2. All your code are belong to us
The code that is being reviewed belongs to, and is a product of, a team. Instead of asking “Wouldn’t you prefer x y z because of 1 2 3?” you can ask “Wouldn’t we prefer x y z because of 1 2 3?”.
3. Style is subjective. Linter is objective.
Instead of repeated, subjective, comments about style — leave it to the linter to be the source of truth.
See people writing code that you really really don’t like (but works)? Great! After convincing everyone that your style is preferable — add a task to improve the linter and reflect that.
4. Readability > Performance (unless proven otherwise)
There is no need to optimize idiomatic code that did not fail. Be careful where you trade-off readability for performance, or you will be left with a very performant but impossible to maintain code.
5. Comments > Change Requests
Managed git services (e.g. GitHub) distinguish Comments from Change Requests. Know the difference between something that is objectively wrong and broken and something that you, subjectively, don’t like. The former is the only reason for a change request. You merely don’t like something? Add a comment. And approve the PR.
6. Praise good code
“I really like this module, its clean and very well tested”. Yes. This is also a part of a good code review. Imagine only hearing the bad things about your code all the time. Wouldn’t that be just terrible?
7. Do not breach scope
This is something I see a lot and I credit git for it. Reviewers tend to review changed lines with already-bad code along with changes the coder did.
While already-bad code should be dealt with, its not practical to involve them in the pull request that merely touched the same lines with them. Even if they’re very small.

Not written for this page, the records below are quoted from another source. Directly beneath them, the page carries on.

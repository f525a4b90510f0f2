// SPDX-License-Identifier: MIT OR Apache-2.0
// Copyright (c) 2026 Richard Majewski - Varanid Works

//! Logging setup.
//!
//! The mount daemon logs to a plain-text file rotated once per invocation
//! (`touchfs.log`, `touchfs.log.1`, ...). CLI commands log to stderr in
//! either human or jsonl form. `TOUCHFS_TEST_TAG` is injected into every
//! line of the mount log when set.

use anyhow::{bail, Context, Result};
use etcetera::{choose_base_strategy, BaseStrategy};
use std::io::{self, Write};
use std::path::{Path, PathBuf};
use std::sync::{Arc, Mutex, OnceLock, RwLock};

pub const LOG_FILE_NAME: &str = "touchfs.log";
const SYSTEM_LOG_DIR: &str = "/var/log/touchfs";

fn active_log_cell() -> &'static RwLock<Option<PathBuf>> {
    static CELL: OnceLock<RwLock<Option<PathBuf>>> = OnceLock::new();
    CELL.get_or_init(|| RwLock::new(None))
}

/// Path of the log file the current process writes to, once mount logging is
/// initialized. The `/.touchfs/log` symlink targets this.
pub fn active_log_path() -> Option<PathBuf> {
    active_log_cell().read().expect("log lock poisoned").clone()
}

/// Preferred log directory: the system location when usable, otherwise the
/// user's state directory.
pub fn log_dir() -> Result<PathBuf> {
    let system = PathBuf::from(SYSTEM_LOG_DIR);
    if std::fs::create_dir_all(&system).is_ok() {
        let probe = system.join(".write-probe");
        if std::fs::write(&probe, b"ok").is_ok() {
            let _ = std::fs::remove_file(&probe);
            return Ok(system);
        }
    }

    let base = choose_base_strategy().context("unable to resolve home directory")?;
    let state_home = std::env::var_os("XDG_STATE_HOME")
        .map(PathBuf::from)
        .or_else(|| base.state_dir())
        .unwrap_or_else(|| base.home_dir().join(".local").join("state"));
    let dir = state_home.join("touchfs");
    std::fs::create_dir_all(&dir).with_context(|| format!("create {}", dir.display()))?;
    Ok(dir)
}

/// Shift an existing `touchfs.log` aside with the next free numeric suffix.
pub fn rotate_logs(dir: &Path) -> Result<()> {
    let current = dir.join(LOG_FILE_NAME);
    if !current.exists() {
        return Ok(());
    }
    let mut next = 1u32;
    for entry in std::fs::read_dir(dir).with_context(|| format!("read {}", dir.display()))? {
        let entry = entry?;
        let name = entry.file_name();
        let name = name.to_string_lossy();
        if let Some(suffix) = name.strip_prefix("touchfs.log.") {
            if let Ok(n) = suffix.parse::<u32>() {
                next = next.max(n + 1);
            }
        }
    }
    let rotated = dir.join(format!("{LOG_FILE_NAME}.{next}"));
    std::fs::rename(&current, &rotated)
        .with_context(|| format!("rotate {} -> {}", current.display(), rotated.display()))?;
    Ok(())
}

/// File writer shared by all subscriber threads. Prefixes the optional test
/// tag and optionally tees to stderr for foreground runs.
#[derive(Clone)]
struct LogWriter {
    file: Arc<Mutex<std::fs::File>>,
    tag: Option<Arc<str>>,
    tee_stderr: bool,
}

impl Write for LogWriter {
    fn write(&mut self, buf: &[u8]) -> io::Result<usize> {
        let mut file = self.file.lock().expect("log writer poisoned");
        if let Some(tag) = &self.tag {
            file.write_all(b"[")?;
            file.write_all(tag.as_bytes())?;
            file.write_all(b"] ")?;
        }
        file.write_all(buf)?;
        if self.tee_stderr {
            let _ = io::stderr().write_all(buf);
        }
        Ok(buf.len())
    }

    fn flush(&mut self) -> io::Result<()> {
        self.file.lock().expect("log writer poisoned").flush()
    }
}

/// Rotate and open the mount log, then install the global subscriber.
/// Returns the active log path.
pub fn init_mount_logging(foreground: bool) -> Result<PathBuf> {
    let dir = log_dir()?;
    rotate_logs(&dir)?;
    let path = dir.join(LOG_FILE_NAME);
    let file = std::fs::OpenOptions::new()
        .create(true)
        .append(true)
        .open(&path)
        .with_context(|| format!("open log file {}", path.display()))?;

    let writer = LogWriter {
        file: Arc::new(Mutex::new(file)),
        tag: crate::settings::test_tag().map(Arc::from),
        tee_stderr: foreground,
    };

    let filter = tracing_subscriber::EnvFilter::try_from_default_env()
        .unwrap_or_else(|_| tracing_subscriber::EnvFilter::new("info"));
    tracing_subscriber::fmt()
        .with_env_filter(filter)
        .with_ansi(false)
        .with_writer(move || writer.clone())
        .init();

    *active_log_cell().write().expect("log lock poisoned") = Some(path.clone());
    tracing::info!(path = %path.display(), "logging_initialized");
    Ok(path)
}

/// Stderr logging for short-lived CLI commands.
pub fn init_cli_logging(format: &str) -> Result<()> {
    let filter = tracing_subscriber::EnvFilter::try_from_default_env()
        .unwrap_or_else(|_| tracing_subscriber::EnvFilter::new("warn"));

    match format {
        "human" => {
            tracing_subscriber::fmt()
                .with_env_filter(filter)
                .with_writer(io::stderr)
                .init();
        }
        "jsonl" => {
            tracing_subscriber::fmt()
                .with_env_filter(filter)
                .with_writer(io::stderr)
                .json()
                .with_current_span(true)
                .init();
        }
        other => bail!("invalid --log-format '{other}' (expected human|jsonl)"),
    }
    Ok(())
}

#[cfg(test)]
mod tests {
    use super::*;

    #[test]
    fn rotation_uses_next_free_suffix() {
        let dir = tempfile::tempdir().unwrap();
        std::fs::write(dir.path().join(LOG_FILE_NAME), b"current").unwrap();
        std::fs::write(dir.path().join("touchfs.log.1"), b"old").unwrap();
        std::fs::write(dir.path().join("touchfs.log.3"), b"older").unwrap();

        rotate_logs(dir.path()).unwrap();

        assert!(!dir.path().join(LOG_FILE_NAME).exists());
        let rotated = dir.path().join("touchfs.log.4");
        assert_eq!(std::fs::read(rotated).unwrap(), b"current");
    }

    #[test]
    fn rotation_without_existing_log_is_a_noop() {
        let dir = tempfile::tempdir().unwrap();
        rotate_logs(dir.path()).unwrap();
        assert!(std::fs::read_dir(dir.path()).unwrap().next().is_none());
    }
}
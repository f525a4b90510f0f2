// SPDX-License-Identifier: MIT OR Apache-2.0
// Copyright (c) 2026 Richard Majewski - Varanid Works

//! Configuration: process-global settings, nearest-file resolution, logging.

mod logging;
mod resolve;
mod settings;

pub use logging::{
    active_log_path, init_cli_logging, init_mount_logging, log_dir, rotate_logs, LOG_FILE_NAME,
};
pub use resolve::{
    resolve_model, resolve_prompt, ConfigError, MODEL_FILE_NAMES, PROMPT_FILE_NAMES,
};
pub use settings::{
    current_model, fsname, global_prompt, overlay_root, seed_prompt, seed_system_prompt,
    set_global_prompt, set_model, set_overlay_root, test_tag, DEFAULT_MODEL, ENV_DEFAULT_MODEL,
    ENV_FILESYSTEM_PROMPT, ENV_FSNAME, ENV_GLOBAL_PROMPT, ENV_PROMPT, ENV_TEST_TAG,
};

Cleaning up these small things should be done in a separate PR. You can even add routine tasks for them and list them as subtasks when you run into them in PRs. Most of the times these housekeeping PRs involve no logic changes, are easily reviewed, merged and deployed — and most importantly — do not block a feature.
Bonus for pros
Alias your `git blame` to `git credit`
git config --global alias.credit blame
Because we can all use some more appreciation and less finger-pointing 💜.